When calculating revenue loss, a municipality may consider including actual revenue loss from third-party management agreements with their other general government revenues. Under Treasury’s Interim Final Rule (“the Rule”) on the CSLFRF, “general revenue” includes revenues collected by a recipient and generated from its underlying economy. This definition captures a range of tax revenues, and other types of revenue that are available to support government services.[2] The Rule intends to focus calculations of revenue replacement on sources that generate economic activity, a criterion that many third-party management arrangements would likely meet.[3]

In addition, Treasury explicitly states that recipients should use their own data sources to calculate general revenue, and do not need to rely on published revenue data from the Census Bureau. Treasury acknowledges that recipients’ self-reported general revenue figures may differ from those published by the Census Bureau [4] because of differences in timing, data sources and definitions.

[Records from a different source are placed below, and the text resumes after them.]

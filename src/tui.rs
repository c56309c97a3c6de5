//! TUI (Terminal User Interface) for the guessing game
//!
//! Renders the board, an on-screen keyboard colored by the best status seen
//! for each letter, and the session message, using Ratatui.
//!
//! # Keys
//! - Letters type into the current row, BACKSPACE deletes, ENTER submits
//! - ENTER or N on a finished board starts a new game, CTRL-N at any time
//! - ESC or CTRL-C quits

use crate::feedback::LetterStatus;
use crate::game_state::{GameInterface, GamePhase, GameView, MAX_GUESSES, UserAction};
use crate::wordbank::WORD_LENGTH;
use crate::{debug_log, info_log};
use crossterm::{
    cursor,
    event::{self, Event, KeyCode, KeyEvent, KeyModifiers},
    execute,
    terminal::{EnterAlternateScreen, LeaveAlternateScreen, disable_raw_mode, enable_raw_mode},
};
use ratatui::{
    Frame, Terminal,
    backend::CrosstermBackend,
    layout::{Alignment, Constraint, Direction, Layout, Rect},
    style::{Color, Modifier, Style},
    text::{Line, Span},
    widgets::{Block, Borders, Paragraph, Wrap},
};
use std::collections::BTreeMap;
use std::io;

const EVENT_POLL_TIMEOUT_MS: u64 = 100;
const ROW_SPACING: u16 = 2;
const ASCII_CONTROL_CHAR_THRESHOLD: u32 = 32;

const KEYBOARD_ROWS: [&str; 3] = ["QWERTYUIOP", "ASDFGHJKL", "ZXCVBNM"];

const HEADER_STYLE: Style = Style::new().fg(Color::Cyan).add_modifier(Modifier::BOLD);
const ERROR_STYLE: Style = Style::new().fg(Color::Red);
const SUCCESS_STYLE: Style = Style::new().fg(Color::Green).add_modifier(Modifier::BOLD);
const MESSAGE_STYLE: Style = Style::new().fg(Color::Cyan);

/// (background, foreground) for a tile or key.
fn status_colors(status: Option<LetterStatus>) -> (Color, Color) {
    match status {
        None => (Color::DarkGray, Color::White),
        Some(LetterStatus::Correct) => (Color::Green, Color::Black),
        Some(LetterStatus::Present) => (Color::Yellow, Color::Black),
        Some(LetterStatus::Absent) => (Color::Gray, Color::White),
    }
}

pub struct TuiInterface {
    terminal: Terminal<CrosstermBackend<io::Stdout>>,
    finished: bool,
}

impl TuiInterface {
    /// Switch the terminal to raw mode on the alternate screen.
    ///
    /// # Errors
    ///
    /// Returns an error if the terminal cannot be set up.
    pub fn new() -> Result<Self, io::Error> {
        info_log!("TuiInterface::new() - Initializing TUI");
        enable_raw_mode()?;
        let mut stdout = io::stdout();
        execute!(stdout, EnterAlternateScreen, cursor::Hide)?;
        let backend = CrosstermBackend::new(stdout);
        let terminal = Terminal::new(backend)?;
        info_log!("Terminal setup complete: raw mode, alternate screen, cursor hidden");

        Ok(Self {
            terminal,
            finished: false,
        })
    }

    /// # Errors
    ///
    /// Returns an error if the terminal cannot be restored.
    pub fn cleanup(&mut self) -> Result<(), io::Error> {
        disable_raw_mode()?;
        execute!(
            self.terminal.backend_mut(),
            LeaveAlternateScreen,
            cursor::Show
        )?;
        Ok(())
    }

    fn draw(&mut self, view: &GameView<'_>) -> Result<(), io::Error> {
        self.terminal.draw(|f| {
            Self::render_static(f, view);
        })?;
        Ok(())
    }

    fn render_static(f: &mut Frame, view: &GameView<'_>) {
        let chunks = Layout::default()
            .direction(Direction::Vertical)
            .constraints([
                Constraint::Length(3),  // Title
                Constraint::Length(14), // Board
                Constraint::Length(5),  // Keyboard
                Constraint::Min(3),     // Message
                Constraint::Length(3),  // Instructions
            ])
            .split(f.area());

        Self::render_title(f, chunks[0]);
        Self::render_board(f, chunks[1], view);
        Self::render_keyboard(f, chunks[2], &view.keys);
        Self::render_message(f, chunks[3], view);
        Self::render_instructions(f, chunks[4], view);
    }

    fn render_title(f: &mut Frame, area: Rect) {
        let title = Paragraph::new("WORDLE BUDDY")
            .style(HEADER_STYLE)
            .alignment(Alignment::Center)
            .block(Block::default().borders(Borders::ALL));
        f.render_widget(title, area);
    }

    fn render_board(f: &mut Frame, area: Rect, view: &GameView<'_>) {
        let block = Block::default().title("Guesses").borders(Borders::ALL);
        let inner = block.inner(area);
        f.render_widget(block, area);

        for row in 0..MAX_GUESSES {
            let tiles: Vec<(char, Option<LetterStatus>)> =
                match (view.guesses.get(row), view.statuses.get(row)) {
                    (Some(guess), Some(statuses)) => guess
                        .chars()
                        .map(|c| c.to_ascii_uppercase())
                        .zip(statuses.iter().copied().map(Some))
                        .collect(),
                    _ if row == view.guesses.len() && view.phase == GamePhase::Playing => view
                        .current_guess
                        .chars()
                        .chain(std::iter::repeat(' '))
                        .take(WORD_LENGTH)
                        .map(|c| (c, None))
                        .collect(),
                    _ => vec![(' ', None); WORD_LENGTH],
                };
            Self::render_tile_row(f, inner, row, &tiles);
        }
    }

    #[allow(clippy::cast_possible_truncation)]
    fn render_tile_row(f: &mut Frame, area: Rect, row: usize, tiles: &[(char, Option<LetterStatus>)]) {
        let y = area.y + (row as u16 * ROW_SPACING);
        if y >= area.y + area.height {
            return;
        }

        let mut spans = vec![Span::raw("  ")];
        for &(letter, status) in tiles {
            let (bg_color, fg_color) = status_colors(status);
            spans.push(Span::styled(
                format!(" {letter} "),
                Style::default().fg(fg_color).bg(bg_color),
            ));
            spans.push(Span::raw(" "));
        }
        Self::render_line(f, area, y, spans);
    }

    fn render_line(f: &mut Frame, area: Rect, y: u16, spans: Vec<Span>) {
        let paragraph = Paragraph::new(Line::from(spans));
        f.render_widget(
            paragraph,
            Rect {
                x: area.x,
                y,
                width: area.width,
                height: 1,
            },
        );
    }

    fn render_keyboard(f: &mut Frame, area: Rect, keys: &BTreeMap<char, LetterStatus>) {
        let lines: Vec<Line> = KEYBOARD_ROWS
            .iter()
            .enumerate()
            .map(|(i, row)| {
                let mut spans = Vec::new();
                if i == 2 {
                    spans.push(Span::styled(" ENTER ", Style::default().bg(Color::DarkGray)));
                    spans.push(Span::raw(" "));
                }
                for letter in row.chars() {
                    let (bg_color, fg_color) = status_colors(keys.get(&letter).copied());
                    spans.push(Span::styled(
                        format!(" {letter} "),
                        Style::default().fg(fg_color).bg(bg_color),
                    ));
                    spans.push(Span::raw(" "));
                }
                if i == 2 {
                    spans.push(Span::styled(" BACK ", Style::default().bg(Color::DarkGray)));
                }
                Line::from(spans)
            })
            .collect();

        let paragraph = Paragraph::new(lines)
            .alignment(Alignment::Center)
            .block(Block::default().title("Keyboard").borders(Borders::ALL));
        f.render_widget(paragraph, area);
    }

    fn render_message(f: &mut Frame, area: Rect, view: &GameView<'_>) {
        let (text, style) = if !view.has_words {
            ("No words loaded.", ERROR_STYLE)
        } else {
            let style = match view.phase {
                GamePhase::Playing => MESSAGE_STYLE,
                GamePhase::Won => SUCCESS_STYLE,
                GamePhase::Lost => ERROR_STYLE,
            };
            (view.message, style)
        };

        let paragraph = Paragraph::new(Line::from(vec![Span::styled(text, style)]))
            .block(Block::default().title("Message").borders(Borders::ALL))
            .wrap(Wrap { trim: true });
        f.render_widget(paragraph, area);
    }

    fn render_instructions(f: &mut Frame, area: Rect, view: &GameView<'_>) {
        let text = if view.playable {
            "Type your guess | ENTER: Submit | BACKSPACE: Delete | CTRL-N: New Game | ESC: Quit"
        } else if view.has_words {
            "ENTER / N: New Game | ESC: Quit"
        } else {
            "ESC: Quit"
        };

        let paragraph = Paragraph::new(text)
            .style(Style::default().fg(Color::Gray))
            .block(Block::default().borders(Borders::ALL));
        f.render_widget(paragraph, area);
    }

    fn handle_input(&mut self) -> Result<Option<UserAction>, io::Error> {
        if !event::poll(std::time::Duration::from_millis(EVENT_POLL_TIMEOUT_MS))? {
            return Ok(None);
        }

        let event = event::read()?;
        debug_log!("handle_input() - Event received: {:?}", event);

        match event {
            Event::Resize(_, _) => Ok(Some(UserAction::Redraw)),
            Event::Mouse(_) | Event::FocusGained | Event::FocusLost | Event::Paste(_) => {
                debug_log!("handle_input() - Ignoring non-key event");
                Ok(None)
            }
            Event::Key(key) => {
                // Only process Press events, ignore Release and Repeat to avoid double input
                if key.kind != event::KeyEventKind::Press {
                    return Ok(None);
                }
                Ok(self.map_key(key))
            }
        }
    }

    fn map_key(&self, key: KeyEvent) -> Option<UserAction> {
        // Alt-tab can leak replacement and control characters into the stream
        if let KeyCode::Char(c) = key.code {
            if c == '\u{FFFD}' || (c as u32) < ASCII_CONTROL_CHAR_THRESHOLD {
                debug_log!("map_key() - Ignoring invalid character: {:?}", c);
                return None;
            }
        }

        let ctrl = key.modifiers.contains(KeyModifiers::CONTROL);
        let alt = key.modifiers.contains(KeyModifiers::ALT);

        match key.code {
            KeyCode::Esc => Some(UserAction::Exit),
            KeyCode::Char('c') if ctrl => Some(UserAction::Exit),
            KeyCode::Char('n') if ctrl => Some(UserAction::NewGame),
            _ if ctrl || alt => {
                debug_log!("map_key() - Ignoring key with modifier: {:?}", key.modifiers);
                None
            }
            KeyCode::Enter => Some(UserAction::Submit),
            KeyCode::Char('n' | 'N') if self.finished => Some(UserAction::NewGame),
            KeyCode::Backspace => Some(UserAction::Backspace),
            KeyCode::Char(c) if c.is_ascii_alphabetic() => Some(UserAction::Letter(c)),
            _ => {
                debug_log!("map_key() - Ignoring key: {:?}", key.code);
                None
            }
        }
    }
}

impl GameInterface for TuiInterface {
    fn render(&mut self, view: &GameView<'_>) {
        self.finished = view.phase != GamePhase::Playing;
        if let Err(e) = self.draw(view) {
            debug_log!("Draw error: {}", e);
        }
    }

    fn next_action(&mut self) -> Option<UserAction> {
        match self.handle_input() {
            Ok(action) => action,
            Err(_e) => {
                info_log!("next_action() - Error handling input, returning Exit");
                Some(UserAction::Exit)
            }
        }
    }

    fn display_exit_message(&mut self) {
        info_log!("display_exit_message() - Leaving TUI");
    }
}

impl Drop for TuiInterface {
    fn drop(&mut self) {
        let _ = self.cleanup();
    }
}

Treasury also states in their FAQs that, if municipalities are unsure if a certain type of revenue should be counted for the purpose of computing revenue loss, recipients should rely on the classifications in the Census Bureau’s Annual Survey. Notably, Treasury will define “General Revenue” to include all Current Charges included in the Annual Survey. [5]

 The Rule also lists several types of revenue to exclude from calculations, such as revenue from correcting transactions, proceeds from the issuance of debt or the sale of investments, agency or private transactions, liquor stores, utilities, and insurance trust revenue as sources of revenue.[6] 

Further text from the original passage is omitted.